Allison shivered with a violence she wouldn’t have believed possible. The warmth of the Essex’s heater hadn’t helped, and the blankets Ruby wrapped around her, as she huddled by the fire in the small parlor, didn’t help. Nothing eased her shaking until Uncle Dickson brought her a small glass of golden liquid and said, gruffly, “Drink up, Allison. Best medicine there is.”
She did, and he was right. The heat of the brandy ran like fire through her throat. She could trace its warmth down her chest and into her stomach. At last, hours after the awful scene in Margot’s clinic, she began to relax.
“Is she all right?” she had begged, over and over, of anyone who seemed to know what had happened to Cousin Margot. “Is it bad?”
It was, again, Uncle Dickson who soothed her fears, once she was calm enough to listen. He said, “My own physician is seeing to her. Don’t worry. Dr. Creedy says it’s a superficial laceration.”
“It’s my fault, Uncle Dickson.” Allison’s throat was so tight she could barely speak. “If I hadn’t run out like that—”
He patted her hand. “No, my dear,” he said. He looked so sad she felt sympathetic tears sting her eyes. “No, all of this is my fault, going back a very long way.”
Blake came in, carrying a tray with cups and a teapot. Uncle Dickson said, “Blake, I want you to go to bed. That’s an order.”
“Yes, sir.” Blake nodded, but the order didn’t stop him from setting the cups on the piecrust table and pouring out the tea. Ramona was there, in her pink flannel dressing gown, and Dick in a thick sweater and plus fours. Cousin Ramona had been crying. Cousin Dick had tried to comfort her, but he was white around the lips, and Allison saw that his hands, rubbing his wife’s shaking shoulders, trembled so that when he tried to pick up a teacup, it rattled violently against the saucer. She could only guess at their feelings. They had mourned Cousin Preston all this past year. Learning he was alive must be staggering. Incomprehensible.
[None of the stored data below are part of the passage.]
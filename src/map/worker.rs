//! Clustering offload: a background thread owning the cluster index.
//!
//! The interactive side talks to it only through messages. Every request
//! carries an integer id and every response echoes it, including error
//! responses, so a caller waiting on a failed request is always released.

use color_eyre::{eyre::eyre, Result};
use std::collections::HashMap;
use std::panic::{catch_unwind, AssertUnwindSafe};
use std::sync::atomic::{AtomicU64, Ordering};
use std::sync::{Arc, Mutex};
use thiserror::Error;
use tokio::sync::{mpsc, oneshot};
use tracing::{debug, warn};

use super::filters::MarkerFilters;
use super::marker::Marker;
use super::supercluster::{BBox, ClusterError, ClusterFeature, ClusterIndex, ClusterOptions};

/// Message with its correlation id.
#[derive(Debug, Clone)]
pub struct Envelope<T> {
  pub id: u64,
  pub body: T,
}

#[derive(Debug, Clone)]
pub enum WorkerRequest {
  /// Load the full marker set and build the index for `filters`
  Init {
    points: Vec<Marker>,
    filters: MarkerFilters,
  },
  /// Viewport query; rebuilds the index first if `filters` changed
  GetClusters {
    bbox: BBox,
    zoom: f64,
    filters: MarkerFilters,
  },
  GetClusterExpansionZoom {
    cluster_id: u64,
  },
  GetLeaves {
    cluster_id: u64,
    limit: usize,
    offset: usize,
  },
}

#[derive(Debug, Clone, PartialEq)]
pub enum WorkerResponse {
  Ready {
    point_count: usize,
  },
  Clusters {
    clusters: Vec<ClusterFeature>,
    total_filtered: usize,
  },
  ExpansionZoom {
    zoom: u8,
  },
  Leaves {
    leaves: Vec<Marker>,
  },
  Error {
    message: String,
  },
}

#[derive(Debug, Error)]
pub enum WorkerError {
  #[error("Cluster index not initialized")]
  NotInitialized,
  #[error(transparent)]
  Cluster(#[from] ClusterError),
}

/// Worker-side state: all markers plus one index for the current filters.
pub struct ClusterWorker {
  options: ClusterOptions,
  points: Vec<Marker>,
  filter_hash: Option<String>,
  index: Option<ClusterIndex>,
}

impl ClusterWorker {
  pub fn new(options: ClusterOptions) -> Self {
    Self {
      options,
      points: Vec::new(),
      filter_hash: None,
      index: None,
    }
  }

  /// Handle one request. Errors and panics both become `Error` responses.
  pub fn handle(&mut self, request: WorkerRequest) -> WorkerResponse {
    match catch_unwind(AssertUnwindSafe(|| self.dispatch(request))) {
      Ok(Ok(response)) => response,
      Ok(Err(e)) => WorkerResponse::Error {
        message: e.to_string(),
      },
      Err(panic) => {
        // A panic may have left a half-built index behind.
        self.index = None;
        self.filter_hash = None;
        let message = panic
          .downcast_ref::<&str>()
          .map(|s| s.to_string())
          .or_else(|| panic.downcast_ref::<String>().cloned())
          .unwrap_or_else(|| "Cluster worker panicked".to_string());
        WorkerResponse::Error { message }
      }
    }
  }

  fn dispatch(&mut self, request: WorkerRequest) -> Result<WorkerResponse, WorkerError> {
    match request {
      WorkerRequest::Init { points, filters } => {
        self.points = points;
        self.filter_hash = None;
        let index = self.apply_filters(&filters);
        Ok(WorkerResponse::Ready {
          point_count: index.len(),
        })
      }
      WorkerRequest::GetClusters {
        bbox,
        zoom,
        filters,
      } => {
        if self.index.is_none() && self.points.is_empty() {
          return Err(WorkerError::NotInitialized);
        }
        let index = self.apply_filters(&filters);
        Ok(WorkerResponse::Clusters {
          clusters: index.get_clusters(bbox, zoom),
          total_filtered: index.len(),
        })
      }
      WorkerRequest::GetClusterExpansionZoom { cluster_id } => {
        let index = self.index.as_ref().ok_or(WorkerError::NotInitialized)?;
        Ok(WorkerResponse::ExpansionZoom {
          zoom: index.get_cluster_expansion_zoom(cluster_id)?,
        })
      }
      WorkerRequest::GetLeaves {
        cluster_id,
        limit,
        offset,
      } => {
        let index = self.index.as_ref().ok_or(WorkerError::NotInitialized)?;
        Ok(WorkerResponse::Leaves {
          leaves: index.get_leaves(cluster_id, limit, offset)?,
        })
      }
    }
  }

  /// Current index for `filters`, rebuilt only when the filter set changed.
  fn apply_filters(&mut self, filters: &MarkerFilters) -> &ClusterIndex {
    let hash = filters.structural_hash();
    if self.index.is_none() || self.filter_hash.as_deref() != Some(hash.as_str()) {
      let filtered: Vec<Marker> = self
        .points
        .iter()
        .filter(|m| filters.matches(m))
        .cloned()
        .collect();
      debug!(
        total = self.points.len(),
        filtered = filtered.len(),
        "Rebuilding cluster index"
      );
      self.index = Some(ClusterIndex::build(filtered, self.options));
      self.filter_hash = Some(hash);
    }
    self
      .index
      .get_or_insert_with(|| ClusterIndex::build(Vec::new(), self.options))
  }
}

type Pending = Arc<Mutex<HashMap<u64, oneshot::Sender<WorkerResponse>>>>;

/// Interactive-side handle to the clustering thread.
///
/// Dropping the client stops the thread.
pub struct ClusterClient {
  tx: mpsc::UnboundedSender<Envelope<WorkerRequest>>,
  pending: Pending,
  next_id: AtomicU64,
}

impl ClusterClient {
  /// Start the worker thread. Must be called inside a Tokio runtime.
  pub fn spawn(options: ClusterOptions) -> Result<Self> {
    let (tx, mut requests) = mpsc::unbounded_channel::<Envelope<WorkerRequest>>();
    let (responses_tx, mut responses) = mpsc::unbounded_channel::<Envelope<WorkerResponse>>();

    std::thread::Builder::new()
      .name("cluster-worker".to_string())
      .spawn(move || {
        let mut worker = ClusterWorker::new(options);
        while let Some(Envelope { id, body }) = requests.blocking_recv() {
          let body = worker.handle(body);
          if responses_tx.send(Envelope { id, body }).is_err() {
            break;
          }
        }
      })
      .map_err(|e| eyre!("Failed to spawn cluster worker: {}", e))?;

    let pending: Pending = Arc::new(Mutex::new(HashMap::new()));
    let router = Arc::clone(&pending);
    tokio::spawn(async move {
      while let Some(Envelope { id, body }) = responses.recv().await {
        let waiter = router.lock().ok().and_then(|mut p| p.remove(&id));
        match waiter {
          Some(waiter) => {
            let _ = waiter.send(body);
          }
          None => warn!(id, "Dropping cluster response with no waiter"),
        }
      }
      // Worker gone: release everyone still waiting.
      if let Ok(mut p) = router.lock() {
        p.clear();
      }
    });

    Ok(Self {
      tx,
      pending,
      next_id: AtomicU64::new(1),
    })
  }

  /// Send a request and wait for the response with the same id.
  pub async fn request(&self, body: WorkerRequest) -> Result<WorkerResponse> {
    let id = self.next_id.fetch_add(1, Ordering::Relaxed);
    let (waiter, response) = oneshot::channel();

    self
      .pending
      .lock()
      .map_err(|e| eyre!("Lock poisoned: {}", e))?
      .insert(id, waiter);

    if self.tx.send(Envelope { id, body }).is_err() {
      if let Ok(mut p) = self.pending.lock() {
        p.remove(&id);
      }
      return Err(eyre!("Cluster worker is not running"));
    }

    match response.await {
      Ok(WorkerResponse::Error { message }) => Err(eyre!("Cluster request {} failed: {}", id, message)),
      Ok(response) => Ok(response),
      Err(_) => Err(eyre!("Cluster worker stopped before answering request {}", id)),
    }
  }

  pub async fn init(&self, points: Vec<Marker>, filters: MarkerFilters) -> Result<usize> {
    match self.request(WorkerRequest::Init { points, filters }).await? {
      WorkerResponse::Ready { point_count } => Ok(point_count),
      other => Err(unexpected(&other)),
    }
  }

  /// Clusters in the viewport plus the number of markers passing the filters.
  pub async fn get_clusters(
    &self,
    bbox: BBox,
    zoom: f64,
    filters: MarkerFilters,
  ) -> Result<(Vec<ClusterFeature>, usize)> {
    match self
      .request(WorkerRequest::GetClusters {
        bbox,
        zoom,
        filters,
      })
      .await?
    {
      WorkerResponse::Clusters {
        clusters,
        total_filtered,
      } => Ok((clusters, total_filtered)),
      other => Err(unexpected(&other)),
    }
  }

  pub async fn get_cluster_expansion_zoom(&self, cluster_id: u64) -> Result<u8> {
    match self
      .request(WorkerRequest::GetClusterExpansionZoom { cluster_id })
      .await?
    {
      WorkerResponse::ExpansionZoom { zoom } => Ok(zoom),
      other => Err(unexpected(&other)),
    }
  }

  pub async fn get_leaves(&self, cluster_id: u64, limit: usize, offset: usize) -> Result<Vec<Marker>> {
    match self
      .request(WorkerRequest::GetLeaves {
        cluster_id,
        limit,
        offset,
      })
      .await?
    {
      WorkerResponse::Leaves { leaves } => Ok(leaves),
      other => Err(unexpected(&other)),
    }
  }
}

fn unexpected(response: &WorkerResponse) -> color_eyre::Report {
  eyre!("Unexpected cluster worker response: {:?}", response)
}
Her father was fully dressed in his usual suit and vest. He paced beside the tall windows, sometimes glaring at Allison, other times peering in confusion out of the window. He had taken to scrubbing his head with nervous hands until his hair stood up like a rooster’s comb.
Blake said, “Mr. Dickson, Hattie would like to know what to do about luncheon.”
“Tell her we’ll have cold sandwiches, or soup if she has it. Whatever’s convenient.”
“She sent Leona up to see to Mrs. Edith.”
“Good. That’s good. Thank you, Blake.”